Cotton, Minn. – Authorities in northern Minnesota are
investigating a 200-foot gill net a Lake Vermilion angler recently
hooked. The net, which contained an estimated 75 to 100 fish, had
been in the water about three weeks, according to a state
conservation officer.

CO Marty Stage, of Babbitt, said the net was found in tribally
netted waters of the 40,000-acre St. Louis County lake, where
recently the Minnesota Governor’s Fishing Opener event was held.
The net was unmarked, Stage said.

Because the net was in waters legally netted by members of the
Bois Forte Band of Chippewa, Jeff Poskie, an enforcement officer
for the 1854 (treaty) Authority is investigating the incident.

“It’s pretty sad,” Stage said. “There were a lot of fish,
primarily walleyes, a fish for every two or three feet of net.

“It’s just a poaching deal, that’s all it is,” Stage said. “It
could’ve been anybody’s net.”

Because it wasn’t marked, it isn’t known if it belonged to
tribal members. Officials say nets have been illegally placed in
the lake by non-tribal members.
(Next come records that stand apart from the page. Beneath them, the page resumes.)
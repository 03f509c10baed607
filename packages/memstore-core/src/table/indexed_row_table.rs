//! Row-major table with ordered secondary indexes.
//!
//! Each indexed column keeps an [`OrderedIndex`] from value to the rows
//! holding it. Range predicates on an indexed column fetch their candidate
//! rows from the index instead of scanning the table. Predicates on columns
//! without an index fall back to a scan, so the indexed column set affects
//! only performance.

use crate::index::{OrderedIndex, RowSet};

use super::grid::{Grid, Order};
use super::{
    apply_update, check_rows, populate, Layout, Table, FILTER_COLUMN, PRIMARY_COLUMN,
    RANGE_COLUMN,
};

/// Columns carrying a range predicate in the fixed query shapes.
pub const DEFAULT_INDEXED_COLUMNS: [usize; 2] = [PRIMARY_COLUMN, RANGE_COLUMN];

/// Row-major layout with secondary indexes on selected columns.
#[derive(Debug, Clone)]
pub struct IndexedRowTable {
    grid: Grid,
    indexed_columns: Vec<usize>,
    /// One slot per column after load; `Some` for indexed columns.
    indexes: Vec<Option<OrderedIndex>>,
}

impl IndexedRowTable {
    /// Creates a table indexing [`DEFAULT_INDEXED_COLUMNS`].
    pub fn new() -> Self {
        Self::with_indexed_columns(&DEFAULT_INDEXED_COLUMNS)
    }

    /// Creates a table indexing the given columns.
    ///
    /// Duplicates are ignored. Columns beyond the loaded width are dropped at
    /// load time.
    pub fn with_indexed_columns(columns: &[usize]) -> Self {
        let mut indexed_columns = columns.to_vec();
        indexed_columns.sort_unstable();
        indexed_columns.dedup();
        Self {
            grid: Grid::empty(Order::RowMajor),
            indexed_columns,
            indexes: Vec::new(),
        }
    }

    /// Columns this table was asked to index.
    pub fn indexed_columns(&self) -> &[usize] {
        &self.indexed_columns
    }

    /// Read-only view of the index on `col`, if that column is indexed.
    pub fn index(&self, col: usize) -> Option<&OrderedIndex> {
        self.indexes.get(col).and_then(Option::as_ref)
    }

    /// Rebuilds every index from the stored fields.
    pub fn rebuild_indexes(&mut self) {
        for (col, slot) in self.indexes.iter_mut().enumerate() {
            if let Some(index) = slot {
                index.rebuild(self.grid.column_values(col));
            }
        }
    }

    /// Returns `true` if every row sits in exactly the bucket matching its
    /// current value in each indexed column.
    pub fn indexes_consistent(&self) -> bool {
        self.indexes.iter().enumerate().all(|(col, slot)| match slot {
            Some(index) => {
                index.len() == self.grid.num_rows()
                    && self
                        .grid
                        .column_values(col)
                        .enumerate()
                        .all(|(row, value)| index.contains(value, row))
            }
            None => true,
        })
    }

    /// Rows whose `col` value is strictly below `threshold`.
    fn rows_less_than(&self, col: usize, threshold: i32) -> RowSet {
        match self.index(col) {
            Some(index) => index.less_than(threshold),
            None => self.scan(col, |value| value < threshold),
        }
    }

    /// Rows whose `col` value is strictly above `threshold`.
    fn rows_greater_than(&self, col: usize, threshold: i32) -> RowSet {
        match self.index(col) {
            Some(index) => index.greater_than(threshold, true),
            None => self.scan(col, |value| value > threshold),
        }
    }

    fn scan(&self, col: usize, predicate: impl Fn(i32) -> bool) -> RowSet {
        tracing::debug!(col, "No index on predicate column, scanning");
        self.grid
            .column_values(col)
            .enumerate()
            .filter(|(_, value)| predicate(*value))
            .map(|(row, _)| row)
            .collect()
    }
}

impl Default for IndexedRowTable {
    fn default() -> Self {
        Self::new()
    }
}

impl Table for IndexedRowTable {
    fn layout(&self) -> Layout {
        Layout::IndexedRow
    }

    fn load(&mut self, num_cols: usize, rows: &[Vec<i32>]) {
        check_rows(num_cols, rows);
        self.grid = Grid::zeroed(Order::RowMajor, rows.len(), num_cols);
        self.indexes = vec![None; num_cols];
        for &col in &self.indexed_columns {
            match self.indexes.get_mut(col) {
                Some(slot) => *slot = Some(OrderedIndex::new()),
                None => tracing::warn!(col, num_cols, "Indexed column beyond table width, ignoring"),
            }
        }
        for col in DEFAULT_INDEXED_COLUMNS {
            if self.index(col).is_none() {
                tracing::warn!(col, "Range predicate column is not indexed, queries will scan");
            }
        }
        populate(self, rows);
    }

    fn num_rows(&self) -> usize {
        self.grid.num_rows()
    }

    fn num_cols(&self) -> usize {
        self.grid.num_cols()
    }

    fn get_int_field(&self, row: usize, col: usize) -> i32 {
        self.grid.get(row, col)
    }

    fn put_int_field(&mut self, row: usize, col: usize, value: i32) {
        let slot = self.grid.slot(row, col);
        if let Some(index) = self.indexes.get_mut(col).and_then(Option::as_mut) {
            // The index must see the value being replaced.
            let old = self.grid.get_slot(slot);
            index.update(row, old, value);
        }
        self.grid.put_slot(slot, value);
    }

    fn render_indexes(&self) -> Option<String> {
        let sections: Vec<String> = self
            .indexes
            .iter()
            .enumerate()
            .filter_map(|(col, slot)| {
                slot.as_ref()
                    .map(|index| format!("\nIndex on col{}\n\n{}", col, index))
            })
            .collect();
        if sections.is_empty() {
            None
        } else {
            Some(sections.concat())
        }
    }

    fn predicated_column_sum(&self, threshold1: i32, threshold2: i32) -> i64 {
        let candidates = self.rows_less_than(RANGE_COLUMN, threshold2);
        tracing::debug!(candidates = candidates.len(), "predicated_column_sum");

        let mut sum = 0i64;
        for &r in &candidates {
            if self.grid.get(r, FILTER_COLUMN) > threshold1 {
                sum += self.grid.get(r, PRIMARY_COLUMN) as i64;
            }
        }
        sum
    }

    fn predicated_all_columns_sum(&self, threshold: i32) -> i64 {
        let candidates = self.rows_greater_than(PRIMARY_COLUMN, threshold);
        tracing::debug!(candidates = candidates.len(), "predicated_all_columns_sum");

        candidates.iter().map(|&r| self.grid.row_total(r)).sum()
    }

    fn predicated_update(&mut self, threshold: i32) -> usize {
        // Snapshot first: the writes below may touch indexed columns.
        let candidates = self.rows_less_than(PRIMARY_COLUMN, threshold);
        tracing::debug!(candidates = candidates.len(), "predicated_update");

        for &r in &candidates {
            apply_update(self, r);
        }
        candidates.len()
    }
}
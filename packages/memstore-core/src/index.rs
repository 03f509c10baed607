//! Ordered multimap index from a column value to the rows holding it.
//!
//! Buckets live in a `BTreeMap` keyed by value so range predicates walk only
//! the matching keys. Each bucket is a `BTreeSet` of row identifiers; a row
//! appears in at most one bucket per index. Buckets are created on first
//! insertion and pruned as soon as they become empty.

use std::collections::{BTreeMap, BTreeSet};
use std::fmt;
use std::ops::Bound;

/// Zero-based row identifier.
pub type RowId = usize;

/// Materialized set of row identifiers returned by index lookups.
pub type RowSet = BTreeSet<RowId>;

/// Value-ordered index over a single column.
#[derive(Debug, Clone, Default, PartialEq, Eq)]
pub struct OrderedIndex {
    buckets: BTreeMap<i32, RowSet>,
    entries: usize,
}

impl OrderedIndex {
    /// Creates an empty index.
    pub fn new() -> Self {
        Self::default()
    }

    /// Builds an index from a column's values, using each value's position
    /// as its row identifier.
    pub fn from_values<I>(values: I) -> Self
    where
        I: IntoIterator<Item = i32>,
    {
        let mut index = Self::new();
        for (row, value) in values.into_iter().enumerate() {
            index.insert(row, value);
        }
        index
    }

    /// Discards all buckets and re-indexes `values` by position.
    pub fn rebuild<I>(&mut self, values: I)
    where
        I: IntoIterator<Item = i32>,
    {
        *self = Self::from_values(values);
        tracing::trace!(
            distinct = self.buckets.len(),
            entries = self.entries,
            "Rebuilt ordered index"
        );
    }

    /// Adds `row` to the bucket for `value`, creating the bucket if needed.
    ///
    /// # Returns
    /// `true` if the row was not already present in that bucket.
    pub fn insert(&mut self, row: RowId, value: i32) -> bool {
        let inserted = self.buckets.entry(value).or_default().insert(row);
        if inserted {
            self.entries += 1;
        }
        inserted
    }

    /// Removes `row` from the bucket for `value`. Missing buckets or rows are
    /// a no-op.
    ///
    /// # Returns
    /// `true` if the row was present and has been removed.
    pub fn remove(&mut self, row: RowId, value: i32) -> bool {
        let Some(bucket) = self.buckets.get_mut(&value) else {
            return false;
        };
        let removed = bucket.remove(&row);
        if bucket.is_empty() {
            self.buckets.remove(&value);
        }
        if removed {
            self.entries -= 1;
        }
        removed
    }

    /// Moves `row` from the `old` bucket to the `new` bucket.
    ///
    /// Removing from `old` is a no-op when the row is not there, which covers
    /// the first write of a freshly zeroed row. When `old == new` the row
    /// ends up in that bucket exactly once.
    pub fn update(&mut self, row: RowId, old: i32, new: i32) {
        if old != new {
            self.remove(row, old);
        }
        self.insert(row, new);
    }

    /// Rows whose value is strictly below `threshold`.
    pub fn less_than(&self, threshold: i32) -> RowSet {
        self.collect((Bound::Unbounded, Bound::Excluded(threshold)))
    }

    /// Rows whose value is at most `threshold`.
    pub fn less_than_or_equal(&self, threshold: i32) -> RowSet {
        self.collect((Bound::Unbounded, Bound::Included(threshold)))
    }

    /// Rows whose value is above `threshold`; ties are included only when
    /// `strict` is `false`.
    pub fn greater_than(&self, threshold: i32, strict: bool) -> RowSet {
        let lower = if strict {
            Bound::Excluded(threshold)
        } else {
            Bound::Included(threshold)
        };
        self.collect((lower, Bound::Unbounded))
    }

    /// Rows whose value equals `value`.
    pub fn equal_to(&self, value: i32) -> RowSet {
        self.buckets.get(&value).cloned().unwrap_or_default()
    }

    /// Returns `true` if `row` is recorded under `value`.
    pub fn contains(&self, value: i32, row: RowId) -> bool {
        self.buckets
            .get(&value)
            .is_some_and(|bucket| bucket.contains(&row))
    }

    /// Number of distinct values currently indexed.
    pub fn distinct_values(&self) -> usize {
        self.buckets.len()
    }

    /// Total number of (value, row) entries.
    pub fn len(&self) -> usize {
        self.entries
    }

    pub fn is_empty(&self) -> bool {
        self.entries == 0
    }

    /// Iterates buckets in ascending value order.
    pub fn iter(&self) -> impl Iterator<Item = (i32, &RowSet)> {
        self.buckets.iter().map(|(value, rows)| (*value, rows))
    }

    fn collect(&self, range: (Bound<i32>, Bound<i32>)) -> RowSet {
        self.buckets
            .range(range)
            .flat_map(|(_, rows)| rows.iter().copied())
            .collect()
    }
}

impl fmt::Display for OrderedIndex {
    fn fmt(&self, f: &mut fmt::Formatter<'_>) -> fmt::Result {
        for (value, rows) in &self.buckets {
            let rows: Vec<String> = rows.iter().map(|r| r.to_string()).collect();
            writeln!(f, "{} -> [{}]", value, rows.join(", "))?;
        }
        Ok(())
    }
}
//! Database error types.
//!
//! Only the loader and configuration boundary can fail. Table operations are
//! total and treat precondition violations as programming errors.

use thiserror::Error;

/// Database operation errors.
#[derive(Error, Debug, Clone, PartialEq, Eq)]
pub enum DbError {
    /// I/O error while reading input rows or configuration
    #[error("I/O error: {0}")]
    IoError(String),

    /// A field could not be parsed as a 32-bit integer
    #[error("Invalid integer '{value}' at line {line}, column {column}")]
    ParseError {
        line: usize,
        column: usize,
        value: String,
    },

    /// Malformed CSV input, such as invalid UTF-8
    #[error("CSV error: {0}")]
    CsvError(String),

    /// A row does not have the same width as the first row
    #[error("Row at line {line} has {got} fields, expected {expected}")]
    RaggedRow {
        line: usize,
        expected: usize,
        got: usize,
    },

    /// Input contained no data rows and no declared width
    #[error("Input contains no rows")]
    EmptyInput,

    /// Table is too narrow for the fixed query surface
    #[error("Table has {got} columns, queries require at least {required}")]
    TooFewColumns { got: usize, required: usize },

    /// Configuration failed validation
    #[error("Invalid configuration: {0}")]
    InvalidConfig(String),

    /// Layout name not recognized
    #[error("Unknown layout '{0}' (expected row, column, aggregated or indexed)")]
    UnknownLayout(String),

    /// Serialization error
    #[error("Serialization error: {0}")]
    SerializationError(String),
}
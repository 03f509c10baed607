//! Store configuration and table construction.

use std::collections::HashSet;
use std::path::Path;

use serde::{Deserialize, Serialize};

use crate::data::DataLoader;
use crate::error::DbError;
use crate::table::{Layout, Table, DEFAULT_INDEXED_COLUMNS, QUERY_COLUMNS};

/// Store configuration.
#[derive(Debug, Clone, PartialEq, Eq, Serialize, Deserialize)]
#[serde(default, deny_unknown_fields)]
pub struct StoreConfig {
    /// Physical layout of the table
    pub layout: Layout,
    /// Columns to index (indexed layout only)
    pub indexed_columns: Vec<usize>,
}

impl Default for StoreConfig {
    fn default() -> Self {
        Self {
            layout: Layout::IndexedRow,
            indexed_columns: DEFAULT_INDEXED_COLUMNS.to_vec(),
        }
    }
}

impl StoreConfig {
    /// Creates a configuration for `layout` with default indexed columns.
    pub fn for_layout(layout: Layout) -> Self {
        Self {
            layout,
            ..Default::default()
        }
    }

    /// Parses and validates a JSON configuration document.
    ///
    /// Missing keys take their default values.
    pub fn from_json_str(input: &str) -> Result<Self, DbError> {
        let config: StoreConfig =
            serde_json::from_str(input).map_err(|e| DbError::SerializationError(e.to_string()))?;
        config.validate()?;
        Ok(config)
    }

    /// Reads a JSON configuration from `path`.
    pub fn from_path<P: AsRef<Path>>(path: P) -> Result<Self, DbError> {
        let path = path.as_ref();
        let input = std::fs::read_to_string(path)
            .map_err(|e| DbError::IoError(format!("{}: {}", path.display(), e)))?;
        Self::from_json_str(&input)
    }

    /// Serializes the configuration as pretty-printed JSON.
    pub fn to_json_string(&self) -> Result<String, DbError> {
        serde_json::to_string_pretty(self).map_err(|e| DbError::SerializationError(e.to_string()))
    }

    /// Rejects duplicate indexed columns.
    pub fn validate(&self) -> Result<(), DbError> {
        let mut seen = HashSet::new();
        for col in &self.indexed_columns {
            if !seen.insert(col) {
                return Err(DbError::InvalidConfig(format!(
                    "indexed column {} listed more than once",
                    col
                )));
            }
        }
        Ok(())
    }

    /// Creates a table of the configured layout and loads `loader` into it.
    ///
    /// # Returns
    /// `Err(DbError::TooFewColumns)` if the data is narrower than the query
    /// surface, or `Err(DbError::RaggedRow)` if a row has the wrong width.
    pub fn build(&self, loader: &dyn DataLoader) -> Result<Box<dyn Table>, DbError> {
        self.validate()?;

        let num_cols = loader.num_cols();
        if num_cols < QUERY_COLUMNS {
            return Err(DbError::TooFewColumns {
                got: num_cols,
                required: QUERY_COLUMNS,
            });
        }
        if let Some((r, row)) = loader
            .rows()
            .iter()
            .enumerate()
            .find(|(_, row)| row.len() != num_cols)
        {
            return Err(DbError::RaggedRow {
                line: r + 1,
                expected: num_cols,
                got: row.len(),
            });
        }

        let mut table = self.layout.create(&self.indexed_columns);
        table.load_from(loader);
        Ok(table)
    }
}
//! All layouts must return identical results for the same data.

use memstore_core::Table;
use rand::rngs::StdRng;
use rand::{Rng, SeedableRng};

use super::helpers::{load_all, random_rows};

fn assert_same_fields(tables: &[Box<dyn Table>]) {
    let reference = &tables[0];
    for table in &tables[1..] {
        assert_eq!(table.num_rows(), reference.num_rows());
        assert_eq!(table.num_cols(), reference.num_cols());
        for r in 0..reference.num_rows() {
            for c in 0..reference.num_cols() {
                assert_eq!(
                    table.get_int_field(r, c),
                    reference.get_int_field(r, c),
                    "{} vs {} at ({}, {})",
                    table.layout(),
                    reference.layout(),
                    r,
                    c
                );
            }
        }
    }
}

#[test]
fn test_queries_agree_across_layouts() {
    for (seed, num_cols, max_value) in [(1, 4, 5), (2, 6, 100), (3, 10, 1_000_000)] {
        let rows = random_rows(seed, 300, num_cols, max_value);
        let tables = load_all(num_cols, &rows);
        assert_same_fields(&tables);

        let mut rng = StdRng::seed_from_u64(seed + 100);
        for _ in 0..50 {
            let t1 = rng.gen_range(-max_value - 1..=max_value + 1);
            let t2 = rng.gen_range(-max_value - 1..=max_value + 1);

            let expected = (
                tables[0].column_sum(),
                tables[0].predicated_column_sum(t1, t2),
                tables[0].predicated_all_columns_sum(t1),
            );
            for table in &tables[1..] {
                let got = (
                    table.column_sum(),
                    table.predicated_column_sum(t1, t2),
                    table.predicated_all_columns_sum(t1),
                );
                assert_eq!(got, expected, "{} seed={} t1={} t2={}", table.layout(), seed, t1, t2);
            }
        }
    }
}

#[test]
fn test_updates_agree_across_layouts() {
    let rows = random_rows(7, 250, 5, 20);
    let mut tables = load_all(5, &rows);
    let mut rng = StdRng::seed_from_u64(8);

    for round in 0..40 {
        let threshold = rng.gen_range(-25..=25);
        let counts: Vec<usize> = tables
            .iter_mut()
            .map(|table| table.predicated_update(threshold))
            .collect();
        assert!(
            counts.windows(2).all(|w| w[0] == w[1]),
            "round {} threshold {}: {:?}",
            round,
            threshold,
            counts
        );

        // Interleave point writes so the update column and the predicate
        // columns keep moving.
        let (r, c, v) = (
            rng.gen_range(0..rows.len()),
            rng.gen_range(0..5),
            rng.gen_range(-20..=20),
        );
        for table in tables.iter_mut() {
            table.put_int_field(r, c, v);
        }

        let sums: Vec<i64> = tables
            .iter()
            .map(|table| table.predicated_all_columns_sum(threshold))
            .collect();
        assert!(sums.windows(2).all(|w| w[0] == w[1]), "{:?}", sums);
    }
    assert_same_fields(&tables);
}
It’s also possible the net was
legally placed by tribal members, and that someone cut off the two
buoys that would’ve marked the net.

Members from the Nett Lake and Vermillion communities net the
lake, according to CO Dan Starr, who also took part in the early
portion of the investigation. In recent years, members of the Bois
Forte set about 20 to 25 nets in the most popular area of Lake
Vermilion. This year, he said, an estimated 50 nets were

Tribal members are permitted a total of 200 feet of net per
member, Starr said.

Starr reiterated the net located by the angler could’ve been set
by non-band members. That net also had three other fishing lures in
it, besides that of the angler who located the net.

Starr said most nets are placed in shallow water; most are set
at night and pulled in the morning. Tribal netting activity usually
concludes before the sport-fishing opener, he added.

Sport anglers may fish all of Lake Vermilion. There’s a
protected slot for northern pike of 24 to 36 inches (one over 36
inches permitted in possession). Local DNR fisheries officials are
considering a protected slot for walleyes, and perhaps a lower
daily limit, Starr said.

Because Vermilion walleyes are tapped for eggs in the spring,
the DNR returns a portion of the fry to the lake. Tribal harvest
isn’t monitored by state officials.

Starr said depending on the outcome of the investigation,
parties charged could either appear in state court or tribal

The 1854 Authority enforcement officers and COs with the state
of Minnesota are cross-deputized; they have the authority to
enforce each others game laws. Conservation officers for the state
may enforce tribal code against tribal members, while conservation
officers with the 1854 Authority may enforce state code against
state-licensed residents and nonresidents.